The 2017 Quebec Entrepreneurship Index survey showed encouraging results for women in business. There are now more women who have gone from dreaming of starting a business to actually putting the wheels in motion. To illustrate this trend, let's take a closer look at two women who took a leap of faith and became entrepreneurs.
Clarisse Fournier left her native France and a career in marketing to start up a business in Montreal with her spouse and her best friend. Anne-Sophie Riopel-Bouvier went into business with her parents while pursuing a career with the Canadian Armed Forces.
"Because of traditional gender roles, there's still a lot of prejudice. But I'm sure that there were far fewer female business owners 30 years ago than there are today," says Clarisse. The business she launched with her two partners, called On Mange Quoi? (OMQ), sells ready-to-eat and oven-ready meals in vending machines. She isn't afraid of change—she went from a marketing professional to a business owner in a complex, highly‑regulated field.
Anne-Sophie Riopel-Bouvier is a go-getter who thinks outside the box. She's a pilot and instructor in the armed forces and works in public security. Her business, EXO Tactik, specializes in providing drone-assisted public safety services using cutting-edge imaging technology.

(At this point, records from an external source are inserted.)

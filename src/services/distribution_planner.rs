use serde::Serialize;

use crate::models::domain::{Difficulty, ProficiencyLevel, Subject, Track};

/// Easy and medium shares in percent; hard takes whatever is left.
#[derive(Debug, Clone, Copy, PartialEq, Eq)]
pub struct DifficultyMix {
    pub easy_pct: usize,
    pub medium_pct: usize,
}

impl DifficultyMix {
    pub const DEFAULT: DifficultyMix = DifficultyMix {
        easy_pct: 25,
        medium_pct: 45,
    };

    pub fn for_level(level: Option<ProficiencyLevel>) -> Self {
        match level {
            None => DifficultyMix::DEFAULT,
            Some(ProficiencyLevel::Beginner) => DifficultyMix {
                easy_pct: 60,
                medium_pct: 30,
            },
            Some(ProficiencyLevel::Intermediate) => DifficultyMix {
                easy_pct: 30,
                medium_pct: 50,
            },
            Some(ProficiencyLevel::Advanced) => DifficultyMix {
                easy_pct: 10,
                medium_pct: 40,
            },
        }
    }

    /// Splits `count` into easy/medium/hard. Hard is the remainder so the
    /// three always sum to `count`.
    pub fn split(&self, count: usize) -> [(Difficulty, usize); 3] {
        let easy = count * self.easy_pct / 100;
        let medium = count * self.medium_pct / 100;
        let hard = count - easy - medium;
        [
            (Difficulty::Easy, easy),
            (Difficulty::Medium, medium),
            (Difficulty::Hard, hard),
        ]
    }
}

#[derive(Debug, Clone, Copy, PartialEq, Eq, Serialize)]
pub struct DistributionCell {
    pub subject: Subject,
    pub difficulty: Difficulty,
    pub count: usize,
}

/// Requested question counts per (subject, difficulty), in subject order then
/// easy, medium, hard.
#[derive(Debug, Clone, Default, PartialEq, Eq, Serialize)]
pub struct Distribution {
    pub cells: Vec<DistributionCell>,
}

impl Distribution {
    pub fn is_empty(&self) -> bool {
        self.cells.is_empty()
    }

    pub fn total(&self) -> usize {
        self.cells.iter().map(|c| c.count).sum()
    }

    pub fn subject_total(&self, subject: Subject) -> usize {
        self.cells
            .iter()
            .filter(|c| c.subject == subject)
            .map(|c| c.count)
            .sum()
    }

    pub fn count(&self, subject: Subject, difficulty: Difficulty) -> usize {
        self.cells
            .iter()
            .find(|c| c.subject == subject && c.difficulty == difficulty)
            .map(|c| c.count)
            .unwrap_or(0)
    }

    fn push_subject(&mut self, subject: Subject, count: usize, mix: DifficultyMix) {
        for (difficulty, n) in mix.split(count) {
            self.cells.push(DistributionCell {
                subject,
                difficulty,
                count: n,
            });
        }
    }
}

/// Canonical full-paper question counts per subject.
pub fn full_paper_table(track: Track) -> &'static [(Subject, usize)] {
    match track {
        Track::Neet => &[
            (Subject::Physics, 45),
            (Subject::Chemistry, 45),
            (Subject::Biology, 90),
        ],
        Track::Jee => &[
            (Subject::Physics, 60),
            (Subject::Chemistry, 60),
            (Subject::Mathematics, 60),
        ],
    }
}

#[derive(Debug, Clone, Copy, Default)]
pub struct DistributionPlanner;

impl DistributionPlanner {
    pub fn new() -> Self {
        Self
    }

    /// Even split across the track's subjects. Integer division: any
    /// remainder is dropped rather than handed to a subject.
    pub fn plan(&self, track: Track, total: usize, level: Option<ProficiencyLevel>) -> Distribution {
        let subjects = track.subjects();
        let mut distribution = Distribution::default();
        if subjects.is_empty() {
            log::warn!("Track {} has no subjects configured", track);
            return distribution;
        }

        let per_subject = total / subjects.len();
        let mix = DifficultyMix::for_level(level);
        for &subject in subjects {
            distribution.push_subject(subject, per_subject, mix);
        }
        distribution
    }

    /// Same as [`plan`](Self::plan) for a track given by name; an unknown
    /// name yields an empty distribution.
    pub fn plan_by_name(
        &self,
        track_name: &str,
        total: usize,
        level: Option<ProficiencyLevel>,
    ) -> Distribution {
        match Track::parse(track_name) {
            Some(track) => self.plan(track, total, level),
            None => {
                log::warn!("Unknown track '{}', planning an empty test", track_name);
                Distribution::default()
            }
        }
    }

    pub fn plan_full_paper(&self, track: Track) -> Distribution {
        let table = full_paper_table(track);
        let total = table.iter().map(|&(_, count)| count).sum();
        self.plan_paper(track, total)
    }

    /// The full-paper table scaled down to `total` questions, keeping each
    /// subject's share. Per-subject counts are floored.
    pub fn plan_paper(&self, track: Track, total: usize) -> Distribution {
        let table = full_paper_table(track);
        let paper_total: usize = table.iter().map(|&(_, count)| count).sum();
        let mut distribution = Distribution::default();
        if paper_total == 0 {
            return distribution;
        }
        for &(subject, count) in table {
            distribution.push_subject(subject, count * total / paper_total, DifficultyMix::DEFAULT);
        }
        distribution
    }

    /// All `total` questions go to one subject. A subject the track does not
    /// offer yields an empty distribution.
    pub fn plan_subject(
        &self,
        track: Track,
        subject: Subject,
        total: usize,
        level: Option<ProficiencyLevel>,
    ) -> Distribution {
        let mut distribution = Distribution::default();
        if !track.offers(subject) {
            log::warn!("{} is not part of the {} track", subject, track);
            return distribution;
        }
        distribution.push_subject(subject, total, DifficultyMix::for_level(level));
        distribution
    }
}
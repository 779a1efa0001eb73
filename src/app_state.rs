use std::sync::Arc;

use crate::{
    config::Config,
    db::Database,
    errors::AppResult,
    repositories::{
        LearnerProfileRepository, MongoLearnerProfileRepository, MongoQuestionRepository,
        MongoTestAttemptRepository, QuestionRepository, TestAttemptRepository,
    },
    services::{
        AssemblyPolicy, ExamSessionService, OpenAiQuestionGenerator, QuestionGenerator,
        QuestionSelector, SelectionPolicy, SessionPolicy, TestAssemblyService,
    },
};

#[derive(Clone)]
pub struct AppState {
    pub session_service: Arc<ExamSessionService>,
    pub question_repository: Arc<MongoQuestionRepository>,
    pub db: Database,
    pub config: Arc<Config>,
}

impl AppState {
    pub async fn new(config: Config) -> AppResult<Self> {
        config.validate()?;
        let db = Database::connect(&config).await?;

        let question_repository = Arc::new(MongoQuestionRepository::new(&db));
        question_repository.ensure_indexes().await?;

        let profile_repository = Arc::new(MongoLearnerProfileRepository::new(&db));
        profile_repository.ensure_indexes().await?;

        let attempt_repository = Arc::new(MongoTestAttemptRepository::new(&db));
        attempt_repository.ensure_indexes().await?;

        let session_service = Arc::new(build_session_service(
            &config,
            question_repository.clone(),
            profile_repository,
            attempt_repository,
        ));

        Ok(Self {
            session_service,
            question_repository,
            db,
            config: Arc::new(config),
        })
    }
}

/// Wires the engine over whichever repositories are supplied. The generator is
/// only attached when an API key is configured.
pub fn build_session_service(
    config: &Config,
    question_repository: Arc<dyn QuestionRepository>,
    profile_repository: Arc<dyn LearnerProfileRepository>,
    attempt_repository: Arc<dyn TestAttemptRepository>,
) -> ExamSessionService {
    let generator: Option<Arc<dyn QuestionGenerator>> = match OpenAiQuestionGenerator::from_config(config) {
        Some(generator) => {
            log::info!("Question generator enabled with model {}", config.openai_model);
            Some(Arc::new(generator))
        }
        None => {
            log::warn!("OPENAI_API_KEY not set, questions come from the repository only");
            None
        }
    };

    let selector = QuestionSelector::new(
        question_repository.clone(),
        generator,
        SelectionPolicy::from_config(config),
    );
    let assembly = TestAssemblyService::new(selector, AssemblyPolicy::from_config(config));

    ExamSessionService::new(
        assembly,
        question_repository,
        profile_repository,
        attempt_repository,
        SessionPolicy::from_config(config),
    )
}
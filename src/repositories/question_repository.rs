use async_trait::async_trait;
use futures::TryStreamExt;
use mongodb::{
    bson::{doc, Document},
    options::IndexOptions,
    Collection, IndexModel,
};

use crate::{
    db::Database,
    errors::AppResult,
    models::domain::{Difficulty, QuestionRecord, Subject, Track},
};

/// Query over the question bank. Track is always required; every other
/// field narrows the match when set.
#[derive(Debug, Clone, PartialEq, Eq)]
pub struct QuestionFilter {
    pub track: Track,
    pub subject: Option<Subject>,
    pub difficulty: Option<Difficulty>,
    pub topic_in: Option<Vec<String>>,
    pub chapter: Option<String>,
}

impl QuestionFilter {
    pub fn for_track(track: Track) -> Self {
        Self {
            track,
            subject: None,
            difficulty: None,
            topic_in: None,
            chapter: None,
        }
    }

    pub fn with_subject(mut self, subject: Subject) -> Self {
        self.subject = Some(subject);
        self
    }

    pub fn with_difficulty(mut self, difficulty: Difficulty) -> Self {
        self.difficulty = Some(difficulty);
        self
    }

    pub fn with_topics<I, S>(mut self, topics: I) -> Self
    where
        I: IntoIterator<Item = S>,
        S: Into<String>,
    {
        self.topic_in = Some(topics.into_iter().map(Into::into).collect());
        self
    }

    pub fn with_chapter(mut self, chapter: impl Into<String>) -> Self {
        self.chapter = Some(chapter.into());
        self
    }

    pub fn matches(&self, question: &QuestionRecord) -> bool {
        question.track == self.track
            && self.subject.is_none_or(|s| question.subject == s)
            && self.difficulty.is_none_or(|d| question.difficulty == d)
            && self
                .topic_in
                .as_ref()
                .is_none_or(|topics| topics.iter().any(|t| *t == question.topic))
            && self
                .chapter
                .as_ref()
                .is_none_or(|chapter| *chapter == question.chapter)
    }

    fn to_document(&self) -> Document {
        let mut filter = doc! { "track": self.track.as_str() };

        if let Some(subject) = self.subject {
            filter.insert("subject", subject.as_str());
        }
        if let Some(difficulty) = self.difficulty {
            filter.insert("difficulty", difficulty.as_str());
        }
        if let Some(topics) = &self.topic_in {
            filter.insert("topic", doc! { "$in": topics.clone() });
        }
        if let Some(chapter) = &self.chapter {
            filter.insert("chapter", chapter.as_str());
        }

        filter
    }
}

#[cfg_attr(test, mockall::automock)]
#[async_trait]
pub trait QuestionRepository: Send + Sync {
    async fn find_questions(&self, filter: &QuestionFilter) -> AppResult<Vec<QuestionRecord>>;
    async fn find_by_ids(&self, ids: &[i64]) -> AppResult<Vec<QuestionRecord>>;
}

pub struct MongoQuestionRepository {
    collection: Collection<QuestionRecord>,
}

impl MongoQuestionRepository {
    pub fn new(db: &Database) -> Self {
        let collection = db.get_collection("questions");
        Self { collection }
    }

    pub async fn ensure_indexes(&self) -> AppResult<()> {
        log::info!("Creating indexes for questions collection");

        let id_index = IndexModel::builder()
            .keys(doc! { "id.value": 1 })
            .options(
                IndexOptions::builder()
                    .unique(true)
                    .name("id_unique".to_string())
                    .build(),
            )
            .build();

        let cell_index = IndexModel::builder()
            .keys(doc! { "track": 1, "subject": 1, "difficulty": 1 })
            .options(
                IndexOptions::builder()
                    .name("track_subject_difficulty".to_string())
                    .build(),
            )
            .build();

        self.collection.create_index(id_index).await?;
        self.collection.create_index(cell_index).await?;

        log::info!("Successfully created indexes for questions collection");
        Ok(())
    }

    pub async fn count_questions(&self, filter: &QuestionFilter) -> AppResult<u64> {
        let count = self.collection.count_documents(filter.to_document()).await?;
        Ok(count)
    }
}

#[async_trait]
impl QuestionRepository for MongoQuestionRepository {
    async fn find_questions(&self, filter: &QuestionFilter) -> AppResult<Vec<QuestionRecord>> {
        let questions: Vec<QuestionRecord> = self
            .collection
            .find(filter.to_document())
            .await?
            .try_collect()
            .await?;
        Ok(questions)
    }

    async fn find_by_ids(&self, ids: &[i64]) -> AppResult<Vec<QuestionRecord>> {
        if ids.is_empty() {
            return Ok(Vec::new());
        }

        let filter = doc! {
            "id.kind": "persisted",
            "id.value": { "$in": ids.to_vec() },
        };
        let questions: Vec<QuestionRecord> =
            self.collection.find(filter).await?.try_collect().await?;
        Ok(questions)
    }
}
use thiserror::Error;

#[derive(Debug, Clone, Error)]
pub enum AppError {
    #[error("Not found: {0}")]
    NotFound(String),

    #[error("Already exists: {0}")]
    AlreadyExists(String),

    #[error("Validation error: {0}")]
    ValidationError(String),

    #[error("Bad request: {0}")]
    BadRequest(String),

    #[error("Database error: {0}")]
    DatabaseError(String),

    #[error("Configuration error: {0}")]
    ConfigurationError(String),

    #[error("Internal server error: {0}")]
    InternalError(String),
}

impl AppError {
    pub fn error_code(&self) -> &'static str {
        match self {
            AppError::NotFound(_) => "NOT_FOUND",
            AppError::AlreadyExists(_) => "ALREADY_EXISTS",
            AppError::ValidationError(_) => "VALIDATION_ERROR",
            AppError::BadRequest(_) => "BAD_REQUEST",
            AppError::DatabaseError(_) => "DATABASE_ERROR",
            AppError::ConfigurationError(_) => "CONFIGURATION_ERROR",
            AppError::InternalError(_) => "INTERNAL_ERROR",
        }
    }
}

impl From<mongodb::error::Error> for AppError {
    fn from(err: mongodb::error::Error) -> Self {
        AppError::DatabaseError(err.to_string())
    }
}
impl From<validator::ValidationErrors> for AppError {
    fn from(err: validator::ValidationErrors) -> Self {
        AppError::ValidationError(err.to_string())
    }
}
impl From<serde_json::Error> for AppError {
    fn from(err: serde_json::Error) -> Self {
        AppError::ValidationError(format!("JSON error: {}", err))
    }
}

pub type AppResult<T> = Result<T, AppError>;

/// Failures of the generative question source. These never leave the
/// selector: they are logged and the repository is used instead.
#[derive(Debug, Clone, Error)]
pub enum GenerationError {
    #[error("Provider error: {0}")]
    Provider(String),

    #[error("Generation timed out after {0}s")]
    Timeout(u64),

    #[error("Malformed response: {0}")]
    MalformedResponse(String),
}

impl From<async_openai::error::OpenAIError> for GenerationError {
    fn from(err: async_openai::error::OpenAIError) -> Self {
        GenerationError::Provider(err.to_string())
    }
}

#[cfg(test)]
mod tests {
    use super::*;

    #[test]
    fn test_error_codes() {
        assert_eq!(AppError::NotFound("test".into()).error_code(), "NOT_FOUND");
        assert_eq!(
            AppError::ValidationError("test".into()).error_code(),
            "VALIDATION_ERROR"
        );
        assert_eq!(
            AppError::ConfigurationError("test".into()).error_code(),
            "CONFIGURATION_ERROR"
        );
    }

    #[test]
    fn test_error_messages() {
        let err = AppError::NotFound("learner".into());
        assert_eq!(err.to_string(), "Not found: learner");

        let err = GenerationError::Timeout(30);
        assert_eq!(err.to_string(), "Generation timed out after 30s");
    }

    #[test]
    fn test_json_error_maps_to_validation() {
        let err = serde_json::from_str::<u32>("not a number").unwrap_err();
        let app_err: AppError = err.into();
        assert_eq!(app_err.error_code(), "VALIDATION_ERROR");
    }
}
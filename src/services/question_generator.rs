use async_openai::{config::OpenAIConfig, Client};
use async_trait::async_trait;
use chrono::Utc;
use schemars::JsonSchema;
use secrecy::{ExposeSecret, SecretString};
use serde::Deserialize;
use serde_json::json;
use std::time::Duration;

use crate::{
    config::Config,
    constants::question_prompt::{question_batch_prompt, QUESTION_GENERATION_PROMPT},
    errors::GenerationError,
    models::domain::{Difficulty, OptionLetter, QuestionId, QuestionRecord, Subject, Track},
};

#[derive(Debug, Clone, PartialEq, Eq)]
pub struct GenerationRequest {
    pub track: Track,
    pub subject: Subject,
    pub difficulty: Difficulty,
    pub count: usize,
}

impl GenerationRequest {
    pub fn new(track: Track, subject: Subject, difficulty: Difficulty, count: usize) -> Self {
        Self {
            track,
            subject,
            difficulty,
            count,
        }
    }
}

/// A source of freshly written questions. Results carry transient ids and
/// may be shorter than requested.
#[cfg_attr(test, mockall::automock)]
#[async_trait]
pub trait QuestionGenerator: Send + Sync {
    async fn generate(
        &self,
        request: &GenerationRequest,
    ) -> Result<Vec<QuestionRecord>, GenerationError>;
}

#[derive(Debug, Deserialize, JsonSchema)]
pub struct GeneratedBatch {
    pub questions: Vec<GeneratedQuestion>,
}

#[derive(Debug, Deserialize, JsonSchema)]
pub struct GeneratedQuestion {
    pub question: String,
    /// Exactly four option texts, in A-D order.
    pub options: Vec<String>,
    /// Single letter A-D.
    pub answer: String,
    #[serde(default)]
    pub explanation: Option<String>,
    #[serde(default)]
    pub topic: Option<String>,
    #[serde(default)]
    pub chapter: Option<String>,
}

impl GeneratedQuestion {
    fn into_record(self, request: &GenerationRequest) -> Option<QuestionRecord> {
        let prompt = self.question.trim().to_string();
        if prompt.is_empty() {
            return None;
        }

        let options: Vec<String> = self.options.iter().map(|o| strip_option_label(o)).collect();
        let options: [String; 4] = options.try_into().ok()?;
        if options.iter().any(|o| o.is_empty()) {
            return None;
        }

        let correct_option: OptionLetter = self.answer.parse().ok()?;
        let label_or_general = |value: Option<String>| {
            value
                .map(|v| v.trim().to_string())
                .filter(|v| !v.is_empty())
                .unwrap_or_else(|| "General".to_string())
        };

        Some(QuestionRecord {
            id: QuestionId::new_transient(),
            subject: request.subject,
            track: request.track,
            chapter: label_or_general(self.chapter),
            topic: label_or_general(self.topic),
            difficulty: request.difficulty,
            prompt,
            options,
            correct_option,
            explanation: self.explanation.filter(|e| !e.trim().is_empty()),
            created_at: Some(Utc::now()),
        })
    }
}

/// Drops a leading "A)" / "B." style label the model sometimes adds.
fn strip_option_label(option: &str) -> String {
    let trimmed = option.trim();
    let mut chars = trimmed.chars();
    match (chars.next(), chars.next()) {
        (Some(letter), Some(')' | '.')) if matches!(letter, 'A'..='D' | 'a'..='d') => {
            chars.as_str().trim().to_string()
        }
        _ => trimmed.to_string(),
    }
}

/// Parses one chat completion body into records, skipping malformed items.
pub fn parse_batch(
    content: &str,
    request: &GenerationRequest,
) -> Result<Vec<QuestionRecord>, GenerationError> {
    let batch: GeneratedBatch = serde_json::from_str(content.trim())
        .map_err(|e| GenerationError::MalformedResponse(e.to_string()))?;

    let total = batch.questions.len();
    let records: Vec<QuestionRecord> = batch
        .questions
        .into_iter()
        .filter_map(|q| q.into_record(request))
        .collect();

    if records.len() < total {
        log::debug!(
            "Dropped {} malformed generated questions for {} {}",
            total - records.len(),
            request.track,
            request.subject
        );
    }

    Ok(records)
}

#[derive(Debug, Deserialize)]
struct ChatCompletionEnvelope {
    choices: Vec<ChatChoice>,
}

#[derive(Debug, Deserialize)]
struct ChatChoice {
    message: ChatMessage,
}

#[derive(Debug, Deserialize)]
struct ChatMessage {
    content: Option<String>,
}

pub struct OpenAiQuestionGenerator {
    client: Client<OpenAIConfig>,
    model: String,
    batch_size: usize,
    timeout: Duration,
}

impl OpenAiQuestionGenerator {
    pub fn new(api_key: &SecretString, model: &str, batch_size: usize, timeout_secs: u64) -> Self {
        let config = OpenAIConfig::new().with_api_key(api_key.expose_secret());
        Self {
            client: Client::with_config(config),
            model: model.to_string(),
            batch_size: batch_size.max(1),
            timeout: Duration::from_secs(timeout_secs),
        }
    }

    /// `None` when no API key is configured.
    pub fn from_config(config: &Config) -> Option<Self> {
        let api_key = config.openai_api_key.as_ref()?;
        Some(Self::new(
            api_key,
            &config.openai_model,
            config.generation_batch_size,
            config.generation_timeout_secs,
        ))
    }

    fn build_request(&self, request: &GenerationRequest, batch_count: usize) -> serde_json::Value {
        let schema = serde_json::to_string_pretty(&schemars::schema_for!(GeneratedBatch))
            .unwrap_or_default();
        let system_prompt = format!("{}{}", QUESTION_GENERATION_PROMPT, schema);
        let user_prompt = question_batch_prompt(
            request.track,
            request.subject,
            request.difficulty,
            batch_count,
        );

        json!({
            "model": self.model,
            "messages": [
                { "role": "system", "content": system_prompt },
                { "role": "user", "content": user_prompt }
            ],
            "temperature": 0.8,
            "max_tokens": 3000,
            "response_format": { "type": "json_object" }
        })
    }

    async fn request_batch(
        &self,
        request: &GenerationRequest,
        batch_count: usize,
    ) -> Result<Vec<QuestionRecord>, GenerationError> {
        let body = self.build_request(request, batch_count);
        let envelope: ChatCompletionEnvelope = self.client.chat().create_byot(body).await?;

        let content = envelope
            .choices
            .into_iter()
            .next()
            .and_then(|choice| choice.message.content)
            .ok_or_else(|| GenerationError::MalformedResponse("empty completion".to_string()))?;

        parse_batch(&content, request)
    }
}

#[async_trait]
impl QuestionGenerator for OpenAiQuestionGenerator {
    async fn generate(
        &self,
        request: &GenerationRequest,
    ) -> Result<Vec<QuestionRecord>, GenerationError> {
        let mut collected = Vec::with_capacity(request.count);
        let mut last_error = None;
        let mut remaining = request.count;
        let mut batch_number = 0;

        // Batches go out one at a time to stay under the provider's size limits.
        while remaining > 0 {
            let batch_count = remaining.min(self.batch_size);
            batch_number += 1;

            match tokio::time::timeout(self.timeout, self.request_batch(request, batch_count)).await {
                Ok(Ok(questions)) => {
                    log::info!(
                        "Generated batch {} for {} {} {}: {} questions",
                        batch_number,
                        request.track,
                        request.subject,
                        request.difficulty,
                        questions.len()
                    );
                    collected.extend(questions);
                }
                Ok(Err(e)) => {
                    log::warn!("Question generation batch {} failed: {}", batch_number, e);
                    last_error = Some(e);
                }
                Err(_) => {
                    let e = GenerationError::Timeout(self.timeout.as_secs());
                    log::warn!("Question generation batch {} failed: {}", batch_number, e);
                    last_error = Some(e);
                }
            }

            remaining -= batch_count;
        }

        if collected.is_empty() {
            if let Some(e) = last_error {
                return Err(e);
            }
        }

        collected.truncate(request.count);
        Ok(collected)
    }
}
pub mod question_prompt;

The statistics in the Quebec Entrepreneurship Index in recent years show that women are often more risk-averse than men.
"I don't think being willing to take risks is tied to your gender. It's more about how driven you are to start your own business. If you're just focused on generating income as quickly as possible, the risk may seem too daunting. But if you start a business so you can do what you love, enjoy your independence and have more freedom, you'll have a better relationship with risk," says Clarisse.
If you dream of launching your own business but are hesitant to take the leap, these two women have a message for you: "Do it!" Lack of confidence is one of the biggest obstacles.
Anne-Sophie is adamant: "You have to feel your inner strength, listen to your inner voice and go! No one is going to lead you by the hand."
"You need to believe in yourself, believe in your project and surround yourself with the right people," adds Clarisse. Loneliness can also be a major roadblock for women entrepreneurs.
Surrounding yourself with the right people means joining a network and spending time with people who believe in your start-up and who can help you develop and grow your business. The Accélérateur Banque Nationale│HEC Montréal and entrePrism are just a couple of the organizations providing support, networking opportunities and mentorship for women entrepreneurs, which can help build confidence and break down isolation.
There are some networks that support, educate, and empower female entrepreneurs such as Mompreneurs which also provide affordable ways to promote their businesses locally and nationally.
Anne-Sophie and Clarisse chose to take a risk and launch their own businesses. And if more and more women take the plunge and become entrepreneurs, it can only benefit the Quebec economy.
But Clarisse believes we still need to do more to encourage entrepreneurial spirit among women. She dreams of the day when women entrepreneurs won't be seen as the exception—they'll just be entrepreneurs.
"We need to start teaching this in high school. We need to show young people, especially young women, that there's another career choice out there, another way of living. We need to teach them that they can achieve anything with a bit of faith. As a business owner, success and a healthy work-life balance are within your reach!"